Às vezes, impõe-se saber as bainhas que são os nós da alma, indagar se elas não
foram contaminadas por um pensar adulterado, saber, na medida do possível,
interrogar os conceitos operativos que são as ferramentas da análise. Pode ser
uma empreitada íngreme. Não se compadece de tergiversações, nem pode
contemporizar com uma hermenêutica interior que desembainhe a frivolidade.

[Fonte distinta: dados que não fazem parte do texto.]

//! HTTP route handlers.

use axum::{
    Json, Router,
    extract::{
        Query, State,
        rejection::{JsonRejection, QueryRejection},
    },
    http::{HeaderMap, StatusCode, header},
    response::{IntoResponse, Response},
    routing::{get, post},
};
use tower_http::trace::TraceLayer;
use tracing::{error, info, warn};
use uuid::Uuid;

use crate::domain::StoredRoute;
use crate::google::{DirectionsProvider, PlacesProvider};
use crate::ocm::RegistryProvider;
use crate::planner::{PlannerError, TripRequest};

use super::dto::*;
use super::state::AppState;

/// Cookie carrying the session id.
pub const SESSION_COOKIE: &str = "ev_session";

/// Header accepted in place of the cookie.
pub const SESSION_HEADER: &str = "x-session-id";

/// Note attached to a search that found a single route.
pub const SINGLE_ROUTE_MESSAGE: &str = "Only one route is available for this journey. \
     Alternative routes may be available for different locations or shorter distances.";

/// Create the application router.
pub fn create_router<D, P, R>(state: AppState<D, P, R>) -> Router
where
    D: DirectionsProvider + 'static,
    P: PlacesProvider + Clone + 'static,
    R: RegistryProvider + 'static,
{
    Router::new()
        .route("/health", get(health))
        .route("/vehicles", get(vehicles::<D, P, R>))
        .route("/search", post(search::<D, P, R>))
        .route("/amenities", get(amenities::<D, P, R>))
        .layer(TraceLayer::new_for_http())
        .with_state(state)
}

/// Health check endpoint.
async fn health() -> &'static str {
    "ok"
}

/// List supported vehicles.
async fn vehicles<D, P, R>(State(state): State<AppState<D, P, R>>) -> Json<VehiclesResponse>
where
    D: DirectionsProvider,
    P: PlacesProvider + Clone,
    R: RegistryProvider,
{
    Json(VehiclesResponse {
        vehicles: state.planner.vehicles().profiles().to_vec(),
    })
}

/// Search routes and stations, and remember them for this session.
async fn search<D, P, R>(
    State(state): State<AppState<D, P, R>>,
    headers: HeaderMap,
    body: Result<Json<SearchRequest>, JsonRejection>,
) -> Result<Response, AppError>
where
    D: DirectionsProvider,
    P: PlacesProvider + Clone,
    R: RegistryProvider,
{
    let Json(req) = body.map_err(|e| AppError::BadRequest {
        message: e.body_text(),
    })?;

    let battery_percent = u8::try_from(req.battery_level)
        .ok()
        .filter(|b| *b <= 100)
        .ok_or_else(|| AppError::BadRequest {
            message: format!(
                "battery level must be between 0 and 100, got {}",
                req.battery_level
            ),
        })?;

    let request = TripRequest::new(req.from, req.to, req.vehicle_model, battery_percent);
    let plan = state.planner.search(&request).await?;

    let session_id = session_id(&headers).unwrap_or_else(|| Uuid::new_v4().to_string());
    let stored: Vec<StoredRoute> = plan.routes.iter().map(StoredRoute::from).collect();
    state.sessions.put(&session_id, stored);
    info!(%session_id, routes = plan.routes.len(), "stored search");

    let message = (plan.routes.len() == 1).then(|| SINGLE_ROUTE_MESSAGE.to_string());

    let cookie = format!("{SESSION_COOKIE}={session_id}; Path=/; HttpOnly; SameSite=Lax");
    let body = SearchResponse {
        session_id,
        estimated_range_km: plan.estimated_range_km,
        routes: plan.routes,
        message,
    };

    Ok(([(header::SET_COOKIE, cookie)], Json(body)).into_response())
}

/// Amenities around one station from the session's last search.
async fn amenities<D, P, R>(
    State(state): State<AppState<D, P, R>>,
    headers: HeaderMap,
    query: Result<Query<AmenitiesQuery>, QueryRejection>,
) -> Result<Json<AmenitiesResponse>, AppError>
where
    D: DirectionsProvider,
    P: PlacesProvider + Clone,
    R: RegistryProvider,
{
    let Query(query) = query.map_err(|e| AppError::BadRequest {
        message: e.body_text(),
    })?;

    let routes = session_id(&headers)
        .and_then(|id| state.sessions.get(&id))
        .ok_or(PlannerError::SessionExpired)?;

    let result = state
        .planner
        .station_amenities(&routes, query.route_id, query.station_index)
        .await?;

    Ok(Json(AmenitiesResponse {
        station: result.station,
        amenities: result.amenities,
    }))
}

/// Session id from the cookie, falling back to the header.
///
/// Ids that are empty, overlong or contain anything but ASCII letters,
/// digits and `-` are ignored, so a bad cookie does not hide a good header.
fn session_id(headers: &HeaderMap) -> Option<String> {
    let from_cookie = headers
        .get_all(header::COOKIE)
        .iter()
        .filter_map(|v| v.to_str().ok())
        .flat_map(|v| v.split(';'))
        .filter_map(|pair| pair.trim().split_once('='))
        .find(|(name, _)| *name == SESSION_COOKIE)
        .map(|(_, value)| value.trim())
        .filter(|id| is_valid_session_id(id));

    let from_header = || {
        headers
            .get(SESSION_HEADER)
            .and_then(|v| v.to_str().ok())
            .map(str::trim)
            .filter(|id| is_valid_session_id(id))
    };

    from_cookie.or_else(from_header).map(str::to_string)
}

fn is_valid_session_id(id: &str) -> bool {
    !id.is_empty() && id.len() <= 64 && id.bytes().all(|b| b.is_ascii_alphanumeric() || b == b'-')
}

/// Application error type.
#[derive(Debug)]
pub enum AppError {
    BadRequest { message: String },
    NotFound { message: String },
    BadGateway { message: String },
}

impl From<PlannerError> for AppError {
    fn from(e: PlannerError) -> Self {
        match e {
            PlannerError::RouteUnavailable { reason } => {
                warn!(%reason, "route unavailable");
                AppError::BadGateway {
                    message: "Could not find a route between these locations. \
                              Check the addresses and try again."
                        .to_string(),
                }
            }
            PlannerError::MissingLocation(_) | PlannerError::Domain(_) => AppError::BadRequest {
                message: e.to_string(),
            },
            PlannerError::SessionExpired
            | PlannerError::RouteNotFound { .. }
            | PlannerError::StationNotFound { .. } => AppError::NotFound {
                message: e.to_string(),
            },
        }
    }
}

impl IntoResponse for AppError {
    fn into_response(self) -> Response {
        let (status, message) = match self {
            AppError::BadRequest { message } => (StatusCode::BAD_REQUEST, message),
            AppError::NotFound { message } => (StatusCode::NOT_FOUND, message),
            AppError::BadGateway { message } => (StatusCode::BAD_GATEWAY, message),
        };

        if status.is_server_error() {
            error!(%status, error = %message, "request failed");
        } else {
            warn!(%status, error = %message, "request rejected");
        }

        (status, Json(ErrorResponse { error: message })).into_response()
    }
}

#[cfg(test)]
#[path = "routes_tests.rs"]
mod tests;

No âmago da função, tudo se passa como se o eu
fosse desconstruído, as milhentas peças desconjuntadas e empilhadas à espera de
sopeso. Uma a uma, sem esquecimento. Cotejando-as, no desembaraço de quem areja
as impurezas adicionadas com o marégrafo do tempo. Dispensando as vozes
exteriores que ciciem pregões exaustos. Absolvendo do pretérito os embaraços
reconhecidos, por absoluta desnecessidade da contínua culpabilização, por
eterna inutilidade dos arrependimentos. E depois de estimado o osso fundo,
juntam-se meticulosamente as peças, uma a uma, cada uma no seu devido lugar, até
se formar o todo que fora desossado. Um todo que pode ser igual, ou fendido pelas
diferenças – não importa o resultado.
Fica-se então à espera de nova alvorada que
ponha à prova a função heurística, na improvável redenção do que quer que seja –
pois não é de redimir que se apura a função. Mesmo sem a certeza que a balança esteja
calibrada a preceito. Um capital mínimo de confiança é exigível, para não
medrarem flores apodrecidas à nascença, flores rasuradas que venham contaminar
as que fruíam uma pujante saúde.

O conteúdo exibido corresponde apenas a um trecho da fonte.